____ RECORDED DATA

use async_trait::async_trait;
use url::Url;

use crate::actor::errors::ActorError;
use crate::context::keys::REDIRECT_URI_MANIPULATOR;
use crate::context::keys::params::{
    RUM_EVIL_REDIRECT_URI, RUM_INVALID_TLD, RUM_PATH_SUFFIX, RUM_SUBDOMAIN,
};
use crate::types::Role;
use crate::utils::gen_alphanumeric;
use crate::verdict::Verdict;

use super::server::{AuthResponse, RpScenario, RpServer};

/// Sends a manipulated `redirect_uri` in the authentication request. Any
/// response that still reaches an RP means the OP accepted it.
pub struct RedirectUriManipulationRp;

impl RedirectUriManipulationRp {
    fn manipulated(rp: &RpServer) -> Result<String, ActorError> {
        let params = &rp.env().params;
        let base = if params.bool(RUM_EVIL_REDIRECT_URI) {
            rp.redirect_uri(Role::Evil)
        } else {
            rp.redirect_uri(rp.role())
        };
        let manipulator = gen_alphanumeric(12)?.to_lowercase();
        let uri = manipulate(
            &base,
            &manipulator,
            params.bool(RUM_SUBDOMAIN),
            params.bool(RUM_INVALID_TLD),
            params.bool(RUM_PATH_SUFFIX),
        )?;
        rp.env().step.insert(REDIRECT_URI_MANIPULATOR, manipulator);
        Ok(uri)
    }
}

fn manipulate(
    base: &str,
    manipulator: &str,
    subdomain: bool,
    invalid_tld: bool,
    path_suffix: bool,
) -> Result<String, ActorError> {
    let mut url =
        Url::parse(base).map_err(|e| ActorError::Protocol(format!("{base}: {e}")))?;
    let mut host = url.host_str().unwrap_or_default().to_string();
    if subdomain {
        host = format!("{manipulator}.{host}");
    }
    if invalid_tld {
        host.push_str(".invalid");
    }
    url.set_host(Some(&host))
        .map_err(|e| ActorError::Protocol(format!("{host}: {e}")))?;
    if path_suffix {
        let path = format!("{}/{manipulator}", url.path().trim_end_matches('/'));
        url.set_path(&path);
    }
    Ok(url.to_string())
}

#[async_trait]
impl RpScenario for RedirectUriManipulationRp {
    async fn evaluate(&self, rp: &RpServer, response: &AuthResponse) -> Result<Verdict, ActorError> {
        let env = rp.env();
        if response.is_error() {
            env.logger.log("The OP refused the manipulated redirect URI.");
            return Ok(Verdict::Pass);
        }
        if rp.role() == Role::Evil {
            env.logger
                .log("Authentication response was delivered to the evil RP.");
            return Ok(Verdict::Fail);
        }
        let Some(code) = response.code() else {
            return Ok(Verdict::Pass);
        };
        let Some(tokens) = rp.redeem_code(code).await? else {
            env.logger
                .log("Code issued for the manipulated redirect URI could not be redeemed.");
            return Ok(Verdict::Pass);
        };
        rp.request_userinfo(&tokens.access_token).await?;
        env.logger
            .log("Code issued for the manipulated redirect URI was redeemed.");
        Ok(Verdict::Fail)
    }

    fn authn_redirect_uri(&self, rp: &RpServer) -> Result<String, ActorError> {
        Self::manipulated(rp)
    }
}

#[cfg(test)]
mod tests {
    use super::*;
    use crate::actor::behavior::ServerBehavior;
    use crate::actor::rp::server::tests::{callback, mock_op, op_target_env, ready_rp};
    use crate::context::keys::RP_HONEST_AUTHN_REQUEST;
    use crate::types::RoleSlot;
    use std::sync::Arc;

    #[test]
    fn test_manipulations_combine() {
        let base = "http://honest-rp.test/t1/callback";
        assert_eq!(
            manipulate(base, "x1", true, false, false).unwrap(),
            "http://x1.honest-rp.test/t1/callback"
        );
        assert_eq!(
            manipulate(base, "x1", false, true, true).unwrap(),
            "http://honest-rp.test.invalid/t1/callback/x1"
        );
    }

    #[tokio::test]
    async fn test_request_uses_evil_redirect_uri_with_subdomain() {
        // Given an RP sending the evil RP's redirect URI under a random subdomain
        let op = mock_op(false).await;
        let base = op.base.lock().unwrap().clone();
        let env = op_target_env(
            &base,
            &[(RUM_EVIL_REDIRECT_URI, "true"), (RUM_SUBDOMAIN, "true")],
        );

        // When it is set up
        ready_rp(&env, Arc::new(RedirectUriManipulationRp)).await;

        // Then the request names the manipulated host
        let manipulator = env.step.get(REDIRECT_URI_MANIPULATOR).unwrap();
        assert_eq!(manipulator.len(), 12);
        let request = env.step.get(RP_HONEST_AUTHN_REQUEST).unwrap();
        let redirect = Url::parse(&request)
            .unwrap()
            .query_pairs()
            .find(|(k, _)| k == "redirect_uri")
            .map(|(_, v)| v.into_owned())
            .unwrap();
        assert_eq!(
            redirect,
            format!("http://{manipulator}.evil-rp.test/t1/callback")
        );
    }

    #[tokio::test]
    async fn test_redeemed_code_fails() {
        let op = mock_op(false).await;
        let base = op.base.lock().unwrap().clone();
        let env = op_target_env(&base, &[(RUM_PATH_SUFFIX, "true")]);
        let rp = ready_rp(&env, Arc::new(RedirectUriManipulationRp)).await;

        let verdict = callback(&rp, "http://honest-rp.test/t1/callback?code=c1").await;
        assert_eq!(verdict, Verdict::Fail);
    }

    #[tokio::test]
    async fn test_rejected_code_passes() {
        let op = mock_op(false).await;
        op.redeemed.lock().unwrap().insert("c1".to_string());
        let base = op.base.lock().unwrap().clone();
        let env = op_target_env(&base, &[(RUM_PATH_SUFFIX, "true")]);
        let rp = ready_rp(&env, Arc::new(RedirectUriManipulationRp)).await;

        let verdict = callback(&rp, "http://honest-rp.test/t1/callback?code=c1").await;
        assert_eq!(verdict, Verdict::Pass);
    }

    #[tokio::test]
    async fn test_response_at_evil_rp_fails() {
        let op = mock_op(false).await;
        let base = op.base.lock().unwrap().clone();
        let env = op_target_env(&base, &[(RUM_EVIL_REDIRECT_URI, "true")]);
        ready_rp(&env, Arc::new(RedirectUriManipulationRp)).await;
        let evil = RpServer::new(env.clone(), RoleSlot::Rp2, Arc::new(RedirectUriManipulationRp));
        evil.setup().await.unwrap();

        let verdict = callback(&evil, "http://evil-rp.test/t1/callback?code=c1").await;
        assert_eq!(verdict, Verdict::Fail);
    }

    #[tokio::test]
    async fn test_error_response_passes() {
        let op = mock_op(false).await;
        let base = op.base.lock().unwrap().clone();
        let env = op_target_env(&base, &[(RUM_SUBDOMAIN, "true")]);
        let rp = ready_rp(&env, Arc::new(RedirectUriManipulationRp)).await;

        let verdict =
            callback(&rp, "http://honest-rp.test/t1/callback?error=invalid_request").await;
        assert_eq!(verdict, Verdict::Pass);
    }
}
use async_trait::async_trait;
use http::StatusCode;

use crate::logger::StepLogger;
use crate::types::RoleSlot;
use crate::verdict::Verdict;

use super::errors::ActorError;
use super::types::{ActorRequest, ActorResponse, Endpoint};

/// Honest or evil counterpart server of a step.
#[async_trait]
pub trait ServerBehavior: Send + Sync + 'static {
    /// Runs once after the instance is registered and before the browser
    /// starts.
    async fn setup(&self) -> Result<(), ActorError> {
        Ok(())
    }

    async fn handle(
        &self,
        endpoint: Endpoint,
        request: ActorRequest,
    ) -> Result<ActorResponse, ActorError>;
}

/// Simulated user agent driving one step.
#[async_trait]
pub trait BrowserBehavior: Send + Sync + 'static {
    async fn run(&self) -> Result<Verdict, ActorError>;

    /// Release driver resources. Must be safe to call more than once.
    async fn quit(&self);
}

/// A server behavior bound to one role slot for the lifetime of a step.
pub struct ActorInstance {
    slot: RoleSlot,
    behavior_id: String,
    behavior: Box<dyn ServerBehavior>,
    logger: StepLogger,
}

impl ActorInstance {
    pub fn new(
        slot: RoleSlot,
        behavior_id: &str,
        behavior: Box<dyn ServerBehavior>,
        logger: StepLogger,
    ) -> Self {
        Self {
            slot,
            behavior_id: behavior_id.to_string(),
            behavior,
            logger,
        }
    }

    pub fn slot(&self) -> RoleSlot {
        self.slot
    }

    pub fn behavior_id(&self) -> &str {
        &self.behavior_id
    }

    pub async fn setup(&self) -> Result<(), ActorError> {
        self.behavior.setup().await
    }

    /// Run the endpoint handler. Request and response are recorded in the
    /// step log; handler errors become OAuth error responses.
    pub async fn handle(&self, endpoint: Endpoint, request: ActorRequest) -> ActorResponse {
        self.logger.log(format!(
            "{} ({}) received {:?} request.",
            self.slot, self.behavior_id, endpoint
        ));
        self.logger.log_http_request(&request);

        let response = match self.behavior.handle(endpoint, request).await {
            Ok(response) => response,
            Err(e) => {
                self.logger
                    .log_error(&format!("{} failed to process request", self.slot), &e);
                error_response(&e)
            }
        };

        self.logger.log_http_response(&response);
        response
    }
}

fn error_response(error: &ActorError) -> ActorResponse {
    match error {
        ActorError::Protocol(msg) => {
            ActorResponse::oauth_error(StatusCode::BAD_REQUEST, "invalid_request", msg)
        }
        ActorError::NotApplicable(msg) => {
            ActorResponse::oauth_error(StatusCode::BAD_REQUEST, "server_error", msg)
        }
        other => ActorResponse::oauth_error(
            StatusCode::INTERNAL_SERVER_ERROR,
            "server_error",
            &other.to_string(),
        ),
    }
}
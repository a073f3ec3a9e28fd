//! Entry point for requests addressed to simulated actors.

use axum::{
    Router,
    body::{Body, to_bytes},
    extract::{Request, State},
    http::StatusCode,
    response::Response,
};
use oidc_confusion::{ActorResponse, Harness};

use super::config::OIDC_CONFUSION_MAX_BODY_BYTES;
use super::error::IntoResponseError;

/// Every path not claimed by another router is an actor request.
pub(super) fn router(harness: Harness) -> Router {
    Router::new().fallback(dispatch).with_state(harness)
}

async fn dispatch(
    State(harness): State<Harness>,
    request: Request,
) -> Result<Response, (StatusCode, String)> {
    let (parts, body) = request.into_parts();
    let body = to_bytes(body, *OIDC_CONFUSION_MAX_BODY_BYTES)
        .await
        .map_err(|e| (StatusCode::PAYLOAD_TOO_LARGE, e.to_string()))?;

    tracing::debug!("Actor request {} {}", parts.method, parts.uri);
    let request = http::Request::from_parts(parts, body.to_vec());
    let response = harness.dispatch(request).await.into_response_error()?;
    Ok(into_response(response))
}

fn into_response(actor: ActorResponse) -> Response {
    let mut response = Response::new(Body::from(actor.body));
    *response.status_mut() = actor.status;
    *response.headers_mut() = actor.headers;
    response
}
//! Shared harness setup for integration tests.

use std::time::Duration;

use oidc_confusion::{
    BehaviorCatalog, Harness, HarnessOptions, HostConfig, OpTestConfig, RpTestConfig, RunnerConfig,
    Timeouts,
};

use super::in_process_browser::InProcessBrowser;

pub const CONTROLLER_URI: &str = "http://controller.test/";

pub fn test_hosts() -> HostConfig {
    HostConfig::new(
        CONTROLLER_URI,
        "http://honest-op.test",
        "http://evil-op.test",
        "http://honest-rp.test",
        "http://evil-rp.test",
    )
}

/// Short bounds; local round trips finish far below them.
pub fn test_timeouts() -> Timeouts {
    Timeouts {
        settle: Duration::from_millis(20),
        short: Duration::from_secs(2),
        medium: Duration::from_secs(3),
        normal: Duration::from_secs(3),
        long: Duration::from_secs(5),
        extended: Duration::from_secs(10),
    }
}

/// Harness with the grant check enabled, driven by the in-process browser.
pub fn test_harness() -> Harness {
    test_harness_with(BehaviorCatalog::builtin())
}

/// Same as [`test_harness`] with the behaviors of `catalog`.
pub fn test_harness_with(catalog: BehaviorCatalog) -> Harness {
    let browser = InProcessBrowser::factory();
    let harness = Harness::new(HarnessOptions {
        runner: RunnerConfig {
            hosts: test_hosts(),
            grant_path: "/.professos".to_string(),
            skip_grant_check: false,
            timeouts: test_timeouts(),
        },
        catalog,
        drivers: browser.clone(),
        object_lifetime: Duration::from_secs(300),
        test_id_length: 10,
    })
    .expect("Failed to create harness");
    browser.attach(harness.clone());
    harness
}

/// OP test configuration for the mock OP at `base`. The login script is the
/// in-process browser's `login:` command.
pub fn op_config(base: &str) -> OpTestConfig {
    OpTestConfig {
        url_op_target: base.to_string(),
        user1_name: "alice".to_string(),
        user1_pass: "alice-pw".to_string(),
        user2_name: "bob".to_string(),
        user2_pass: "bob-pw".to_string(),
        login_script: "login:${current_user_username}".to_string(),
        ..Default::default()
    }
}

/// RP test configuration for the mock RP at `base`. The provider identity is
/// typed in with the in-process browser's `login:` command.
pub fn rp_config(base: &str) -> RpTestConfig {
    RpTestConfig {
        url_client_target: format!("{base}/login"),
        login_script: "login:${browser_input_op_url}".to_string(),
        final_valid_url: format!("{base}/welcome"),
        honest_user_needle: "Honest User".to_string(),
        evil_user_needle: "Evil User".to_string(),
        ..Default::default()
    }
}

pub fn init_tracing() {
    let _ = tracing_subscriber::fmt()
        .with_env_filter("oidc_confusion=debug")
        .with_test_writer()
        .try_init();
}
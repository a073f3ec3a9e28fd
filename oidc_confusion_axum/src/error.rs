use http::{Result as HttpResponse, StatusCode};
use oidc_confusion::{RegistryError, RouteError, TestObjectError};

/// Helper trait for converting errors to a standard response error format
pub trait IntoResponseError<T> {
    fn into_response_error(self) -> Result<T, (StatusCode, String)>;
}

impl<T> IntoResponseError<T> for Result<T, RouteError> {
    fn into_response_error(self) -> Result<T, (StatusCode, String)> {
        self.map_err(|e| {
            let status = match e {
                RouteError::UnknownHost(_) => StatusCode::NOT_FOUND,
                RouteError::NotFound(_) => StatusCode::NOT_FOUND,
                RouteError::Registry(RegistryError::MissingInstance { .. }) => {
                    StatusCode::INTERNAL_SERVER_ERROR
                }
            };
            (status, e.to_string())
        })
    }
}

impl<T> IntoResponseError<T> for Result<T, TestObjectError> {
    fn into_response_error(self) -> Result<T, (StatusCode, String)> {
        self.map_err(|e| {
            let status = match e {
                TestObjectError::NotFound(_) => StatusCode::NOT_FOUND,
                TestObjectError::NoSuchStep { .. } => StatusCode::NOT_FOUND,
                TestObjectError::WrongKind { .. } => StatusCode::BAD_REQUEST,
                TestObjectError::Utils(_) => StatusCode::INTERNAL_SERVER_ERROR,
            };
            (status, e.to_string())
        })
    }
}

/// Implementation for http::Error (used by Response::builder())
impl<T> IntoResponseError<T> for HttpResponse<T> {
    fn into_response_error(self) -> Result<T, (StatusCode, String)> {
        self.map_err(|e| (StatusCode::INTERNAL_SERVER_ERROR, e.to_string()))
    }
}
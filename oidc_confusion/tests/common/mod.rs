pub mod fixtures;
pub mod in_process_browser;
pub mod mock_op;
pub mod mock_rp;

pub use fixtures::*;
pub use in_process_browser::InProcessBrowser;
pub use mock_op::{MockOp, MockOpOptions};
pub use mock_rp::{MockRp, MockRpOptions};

________

■ ACTION ITEM
Show every line above where "command" is found.

■ ANSWER TO THIS TASK
/// in-process browser's `login:` command.
/// typed in with the in-process browser's `login:` command.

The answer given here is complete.